**WHAT TO DO**
Scan the entries below for the word "ImageFormat" and copy every line in which it occurs.

**DATA FOR PROCESSING**

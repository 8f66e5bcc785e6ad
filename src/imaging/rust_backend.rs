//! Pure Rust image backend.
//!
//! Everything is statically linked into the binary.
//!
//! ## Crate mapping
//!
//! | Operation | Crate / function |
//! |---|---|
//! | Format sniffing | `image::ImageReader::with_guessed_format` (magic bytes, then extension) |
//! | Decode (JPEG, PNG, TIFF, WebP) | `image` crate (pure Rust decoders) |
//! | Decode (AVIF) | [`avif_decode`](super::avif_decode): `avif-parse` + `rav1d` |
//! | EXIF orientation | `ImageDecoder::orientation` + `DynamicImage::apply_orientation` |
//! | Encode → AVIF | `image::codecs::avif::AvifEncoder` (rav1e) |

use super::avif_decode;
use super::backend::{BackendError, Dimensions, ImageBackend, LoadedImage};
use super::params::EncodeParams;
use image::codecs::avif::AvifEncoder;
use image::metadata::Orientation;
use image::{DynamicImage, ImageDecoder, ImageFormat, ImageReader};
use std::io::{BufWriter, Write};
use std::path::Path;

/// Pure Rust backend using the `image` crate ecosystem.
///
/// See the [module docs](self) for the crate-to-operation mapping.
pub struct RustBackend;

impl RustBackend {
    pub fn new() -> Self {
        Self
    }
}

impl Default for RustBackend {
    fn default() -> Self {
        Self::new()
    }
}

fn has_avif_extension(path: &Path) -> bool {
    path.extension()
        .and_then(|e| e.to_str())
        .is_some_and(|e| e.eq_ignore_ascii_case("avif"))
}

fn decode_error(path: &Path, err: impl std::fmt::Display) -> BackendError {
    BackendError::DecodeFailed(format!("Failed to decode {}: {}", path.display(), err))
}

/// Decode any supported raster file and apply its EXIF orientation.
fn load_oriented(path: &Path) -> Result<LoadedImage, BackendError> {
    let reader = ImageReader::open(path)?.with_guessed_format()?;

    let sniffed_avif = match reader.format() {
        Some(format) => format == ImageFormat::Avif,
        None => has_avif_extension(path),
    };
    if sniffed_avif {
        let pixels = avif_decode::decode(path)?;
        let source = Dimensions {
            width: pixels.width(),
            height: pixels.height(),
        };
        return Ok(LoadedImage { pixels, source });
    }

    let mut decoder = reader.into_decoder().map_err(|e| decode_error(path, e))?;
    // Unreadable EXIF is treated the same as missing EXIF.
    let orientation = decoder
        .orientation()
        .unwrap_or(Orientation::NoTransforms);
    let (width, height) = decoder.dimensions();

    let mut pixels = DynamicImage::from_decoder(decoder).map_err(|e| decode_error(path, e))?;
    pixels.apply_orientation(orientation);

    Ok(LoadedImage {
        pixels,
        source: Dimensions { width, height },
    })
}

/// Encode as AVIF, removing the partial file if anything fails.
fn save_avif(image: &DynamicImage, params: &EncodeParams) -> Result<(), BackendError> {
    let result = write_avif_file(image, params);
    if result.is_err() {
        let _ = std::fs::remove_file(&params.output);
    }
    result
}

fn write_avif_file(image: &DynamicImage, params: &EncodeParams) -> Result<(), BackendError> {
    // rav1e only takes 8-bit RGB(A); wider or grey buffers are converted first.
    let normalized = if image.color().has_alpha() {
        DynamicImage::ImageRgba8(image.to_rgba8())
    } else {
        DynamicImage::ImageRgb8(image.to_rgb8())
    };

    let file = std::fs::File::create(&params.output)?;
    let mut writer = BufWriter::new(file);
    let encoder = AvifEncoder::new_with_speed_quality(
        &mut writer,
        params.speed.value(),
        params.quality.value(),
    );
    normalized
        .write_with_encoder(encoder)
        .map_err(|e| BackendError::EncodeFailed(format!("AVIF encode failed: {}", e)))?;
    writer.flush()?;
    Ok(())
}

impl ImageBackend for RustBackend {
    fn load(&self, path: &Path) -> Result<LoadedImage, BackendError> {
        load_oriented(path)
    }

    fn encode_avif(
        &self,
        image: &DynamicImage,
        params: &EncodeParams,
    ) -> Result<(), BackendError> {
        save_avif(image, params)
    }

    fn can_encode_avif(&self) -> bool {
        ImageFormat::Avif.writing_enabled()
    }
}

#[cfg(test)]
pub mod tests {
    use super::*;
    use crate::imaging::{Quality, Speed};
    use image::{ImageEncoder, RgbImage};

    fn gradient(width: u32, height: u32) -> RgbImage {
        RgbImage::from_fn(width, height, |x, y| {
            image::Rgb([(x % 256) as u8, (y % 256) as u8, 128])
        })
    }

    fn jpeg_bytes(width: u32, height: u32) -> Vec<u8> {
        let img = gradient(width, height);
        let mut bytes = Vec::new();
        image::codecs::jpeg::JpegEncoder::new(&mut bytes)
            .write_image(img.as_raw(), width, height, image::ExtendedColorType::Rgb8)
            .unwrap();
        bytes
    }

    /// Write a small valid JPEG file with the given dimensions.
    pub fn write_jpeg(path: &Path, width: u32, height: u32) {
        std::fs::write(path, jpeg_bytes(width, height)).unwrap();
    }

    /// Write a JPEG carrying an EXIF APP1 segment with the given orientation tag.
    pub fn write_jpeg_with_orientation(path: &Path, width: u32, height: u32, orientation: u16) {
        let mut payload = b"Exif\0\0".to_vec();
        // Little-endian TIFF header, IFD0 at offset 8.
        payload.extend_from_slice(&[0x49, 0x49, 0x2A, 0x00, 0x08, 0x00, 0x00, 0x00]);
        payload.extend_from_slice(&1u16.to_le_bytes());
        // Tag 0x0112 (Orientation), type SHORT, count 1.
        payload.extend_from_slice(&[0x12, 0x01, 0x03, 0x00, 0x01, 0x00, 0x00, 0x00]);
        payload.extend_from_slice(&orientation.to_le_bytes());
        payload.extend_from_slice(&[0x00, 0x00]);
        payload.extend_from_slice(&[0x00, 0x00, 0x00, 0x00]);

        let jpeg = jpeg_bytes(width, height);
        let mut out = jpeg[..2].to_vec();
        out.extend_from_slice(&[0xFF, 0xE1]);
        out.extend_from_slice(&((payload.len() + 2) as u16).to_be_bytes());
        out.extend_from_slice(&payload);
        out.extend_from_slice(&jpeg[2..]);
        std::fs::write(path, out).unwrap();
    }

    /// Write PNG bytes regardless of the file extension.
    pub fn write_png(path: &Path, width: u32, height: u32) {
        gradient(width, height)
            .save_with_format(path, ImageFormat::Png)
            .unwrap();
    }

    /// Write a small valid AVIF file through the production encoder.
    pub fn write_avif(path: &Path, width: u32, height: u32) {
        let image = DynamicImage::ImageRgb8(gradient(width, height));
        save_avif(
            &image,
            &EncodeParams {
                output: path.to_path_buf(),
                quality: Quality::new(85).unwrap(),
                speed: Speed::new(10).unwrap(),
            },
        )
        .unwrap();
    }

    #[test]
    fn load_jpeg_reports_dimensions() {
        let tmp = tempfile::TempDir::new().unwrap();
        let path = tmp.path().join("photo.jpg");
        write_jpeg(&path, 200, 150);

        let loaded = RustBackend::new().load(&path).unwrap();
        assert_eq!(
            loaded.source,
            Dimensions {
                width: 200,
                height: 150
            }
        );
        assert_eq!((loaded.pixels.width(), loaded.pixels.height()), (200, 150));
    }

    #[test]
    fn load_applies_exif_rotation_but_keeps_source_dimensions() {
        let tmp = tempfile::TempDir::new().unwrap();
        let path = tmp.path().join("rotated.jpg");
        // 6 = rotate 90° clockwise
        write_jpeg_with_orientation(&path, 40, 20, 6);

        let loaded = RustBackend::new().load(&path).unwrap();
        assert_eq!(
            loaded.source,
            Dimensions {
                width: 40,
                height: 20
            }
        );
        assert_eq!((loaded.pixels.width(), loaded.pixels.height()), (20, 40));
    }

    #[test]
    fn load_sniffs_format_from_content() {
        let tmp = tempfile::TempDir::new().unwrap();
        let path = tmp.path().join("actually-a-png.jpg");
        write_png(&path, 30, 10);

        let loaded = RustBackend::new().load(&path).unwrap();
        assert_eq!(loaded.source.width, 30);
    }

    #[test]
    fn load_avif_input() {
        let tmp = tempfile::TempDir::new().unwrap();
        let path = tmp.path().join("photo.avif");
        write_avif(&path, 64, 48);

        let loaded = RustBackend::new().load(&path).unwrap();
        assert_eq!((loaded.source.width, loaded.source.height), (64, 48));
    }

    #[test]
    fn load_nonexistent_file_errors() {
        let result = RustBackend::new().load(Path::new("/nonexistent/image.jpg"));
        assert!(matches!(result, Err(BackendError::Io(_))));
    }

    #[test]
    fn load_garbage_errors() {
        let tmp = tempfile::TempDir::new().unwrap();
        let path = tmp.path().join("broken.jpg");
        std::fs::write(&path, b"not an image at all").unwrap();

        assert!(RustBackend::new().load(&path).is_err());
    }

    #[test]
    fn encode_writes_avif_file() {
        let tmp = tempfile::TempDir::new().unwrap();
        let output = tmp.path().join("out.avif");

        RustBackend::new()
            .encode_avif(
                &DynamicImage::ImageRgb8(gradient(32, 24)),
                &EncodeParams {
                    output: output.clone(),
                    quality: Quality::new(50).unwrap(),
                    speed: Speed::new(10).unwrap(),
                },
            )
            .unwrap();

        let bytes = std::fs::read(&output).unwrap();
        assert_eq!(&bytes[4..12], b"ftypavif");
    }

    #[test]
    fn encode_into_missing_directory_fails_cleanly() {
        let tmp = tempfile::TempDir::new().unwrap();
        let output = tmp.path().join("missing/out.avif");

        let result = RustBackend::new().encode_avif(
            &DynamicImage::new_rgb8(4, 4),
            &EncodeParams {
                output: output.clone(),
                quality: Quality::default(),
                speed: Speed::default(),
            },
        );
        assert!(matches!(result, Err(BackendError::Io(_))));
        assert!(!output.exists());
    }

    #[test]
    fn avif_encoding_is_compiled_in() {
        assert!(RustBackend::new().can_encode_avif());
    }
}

**THE ANSWER**
use image::{DynamicImage, ImageDecoder, ImageFormat, ImageReader};
        Some(format) => format == ImageFormat::Avif,
        ImageFormat::Avif.writing_enabled()
            .save_with_format(path, ImageFormat::Png)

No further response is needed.